Ayah Ko Ho Sing imigran kedua yang datang ke Semarang Magelang dan pindah ke Yogyakarta. Ayahnya sudah lama meninggal. Dia lama tinggal bersama ibunya. Dengan empat saudara. 

“Jawa ini sudah terkenal sebagai hidup baru. Banyak cerita sukses di Jawa yang ditempati oleh orang Tionghoa. Di desanya ini sudah ada saudaranya yang tinggal di Jawa sejak dulu. Jadi dia pamitan sama ibunya mau hijrah ke Jawa dan diizinkan,” terang dia. 

Singkatan  dia mendarat ke Semarang. Di sini mendapatkan  informasi kalau saudaranya tinggal di Semarang. Dia langsung menunju ke rumah saudaranya.  Dikasih kabar pindah ke Jogja. Akhirnya menyusul ke Jogja. Kemudian diajari bisnis. Pertama diajari tempat penggilingan padi. Setelah itu diajari jualan lontong. 



“Yang paling menguntungkan adalah dia diajari membuka cukai dari gerbang tol. Dari satu distrik ke distrik lain ada gerbang tol,” jelasnya. 

Pada tahun 1825 meletus perang Jawa. Kemudian tahun 1826 menjadi sasaran amukan dari pasukan Pangeran Diponegoro. Pemerintah Belanda pengungsian orang Tionghoa agar tidak diserang pasukan Pangeran Diponegoro. Mereka mengungsi dengan ke sana. 

“Pada tahun 1830 perang Jawa selesai. Keadaan Jawa mulai tenang. Pengungsian kembali. Sayang umurnya tidak panjang. Ko Ho Sing masih berusia belasan tahun. Terpaksa mengikuti usaha bisnis ayahnya,” jelasnya. 

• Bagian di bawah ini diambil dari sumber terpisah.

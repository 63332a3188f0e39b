use crate::logic::{CategoryOps, CompanyOps, ProductOps};
use crate::model::{date, NewCategory, NewCompany, NewProduct};
use crate::store::traits::Store;
use anyhow::Result;

/// Load a small demonstration hierarchy: two companies sharing one category,
/// plus a second category with products. Goes through the manager layer so
/// every invariant the API enforces holds for seeded data too.
pub async fn load_seed_data<S: Store>(store: &S) -> Result<()> {
    if !store.list_companies().await?.is_empty() {
        log::info!("Seed skipped: store already contains companies");
        return Ok(());
    }

    let tata = CompanyOps::create(
        store,
        NewCompany {
            name: "Tata".to_string(),
            city: "Mumbai".to_string(),
            state: "Maharashtra".to_string(),
        },
    )
    .await?;

    let mahindra = CompanyOps::create(
        store,
        NewCompany {
            name: "Mahindra".to_string(),
            city: "Pune".to_string(),
            state: "Maharashtra".to_string(),
        },
    )
    .await?;

    let electronics = CategoryOps::create(
        store,
        tata.id,
        NewCategory {
            name: "Electronics".to_string(),
            kind: "Consumer".to_string(),
        },
    )
    .await?;

    // Electronics is shared by both companies.
    CompanyOps::attach_category(store, mahindra.id, electronics.id).await?;

    let groceries = CategoryOps::create(
        store,
        tata.id,
        NewCategory {
            name: "Groceries".to_string(),
            kind: "Perishable".to_string(),
        },
    )
    .await?;

    ProductOps::create(
        store,
        tata.id,
        electronics.id,
        NewProduct {
            name: "Television".to_string(),
            price: 499.99,
            mfg_date: date("2024-03-01"),
            expiry_date: date("2034-03-01"),
        },
    )
    .await?;

    ProductOps::create(
        store,
        tata.id,
        groceries.id,
        NewProduct {
            name: "Salted Butter".to_string(),
            price: 4.5,
            mfg_date: date("2025-06-15"),
            expiry_date: date("2025-12-15"),
        },
    )
    .await?;

    log::info!("Seed data loaded: 2 companies, 2 categories, 2 products");
    Ok(())
}
#[tokio::test]
async fn duplicate_product_name_is_rejected() {
    let store = MemoryStore::new();
    let tata = CompanyOps::create(&store, company("Tata")).await.unwrap();
    let electronics = CategoryOps::create(&store, tata.id, category("Electronics"))
        .await
        .unwrap();
    let groceries = CategoryOps::create(&store, tata.id, category("Groceries"))
        .await
        .unwrap();
    ProductOps::create(&store, tata.id, electronics.id, product("Television"))
        .await
        .unwrap();

    let err = ProductOps::create(&store, tata.id, groceries.id, product("Television"))
        .await
        .unwrap_err();
    assert!(matches!(err, CatalogError::ProductExists(_)));
}

#[tokio::test]
async fn invalid_products_are_rejected_before_any_write() {
    let store = MemoryStore::new();
    let tata = CompanyOps::create(&store, company("Tata")).await.unwrap();
    let electronics = CategoryOps::create(&store, tata.id, category("Electronics"))
        .await
        .unwrap();

    let mut negative = product("Television");
    negative.price = -1.0;
    let err = ProductOps::create(&store, tata.id, electronics.id, negative)
        .await
        .unwrap_err();
    assert!(matches!(err, CatalogError::InvalidProduct(_)));

    let mut expired_before_made = product("Television");
    expired_before_made.mfg_date = date("2030-01-01");
    expired_before_made.expiry_date = date("2024-01-01");
    let err = ProductOps::create(&store, tata.id, electronics.id, expired_before_made)
        .await
        .unwrap_err();
    assert!(matches!(err, CatalogError::InvalidProduct(_)));

    // Nothing landed in the category.
    let err = ProductOps::list(&store, tata.id, electronics.id)
        .await
        .unwrap_err();
    assert!(err.is_not_found());
}

#[tokio::test]
async fn seed_data_builds_a_consistent_hierarchy() {
    let store = MemoryStore::new();
    catalog_api::seed::load_seed_data(&store).await.unwrap();

    let companies = CompanyOps::list(&store).await.unwrap();
    assert_eq!(companies.len(), 2);

    // Electronics is shared between both seeded companies.
    let shared: Vec<_> = companies
        .iter()
        .filter(|c| !c.categories.is_empty())
        .collect();
    assert_eq!(shared.len(), 2);

    // Loading twice is a no-op.
    catalog_api::seed::load_seed_data(&store).await.unwrap();
    assert_eq!(CompanyOps::list(&store).await.unwrap().len(), 2);
}
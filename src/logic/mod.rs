pub mod category_ops;
pub mod company_ops;
pub mod product_ops;
pub mod resolve;

pub use category_ops::*;
pub use company_ops::*;
pub use product_ops::*;
pub use resolve::*;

Ko Ho Sing sukses besar ketika jualan candu. Zaman Belanda bisnis  jualan candu ini legal. Dari situ membangun dagang. Bahkan  membuat kongsing untuk bersaing dengan pedagang lain.

Ko Ho Sing dikenal dermawan. Dia sering memberikan sembarangan kepada organisasi ilmiah Hindia Belanda dan komunitas spiritual Tionghoa di Yogyakarta. Tak heran dia mendapatkan penghormatan. 



“Ketika dia mendapatkan gelar diberitakan melalui media zaman dahulu. Itu mendapatkan ucapkan dadi koleganya. Itu juga mendapatkan badan nasional semacam LIPI kalau sekarang. Kenapa dia mendapatkan penghargaan karena dia sering menyumbang untuk penelitian orang Belanda. Karena waktu itu dia dermawan dan memberikan bantuan kepada sekolah kolonial,” jelasnya. 

Yang menarik adalah Yogyakarta mempunya tempat orang Belanda bersenang senang diskusi ngobrol ngopi. Orang pribumi tidak boleh masuk. 

Dia orang Tionghoa satu-satunya yang bisa menjadi anggota. Ini ada bukti manaskurip kwitansi ketika menjadi anggota. 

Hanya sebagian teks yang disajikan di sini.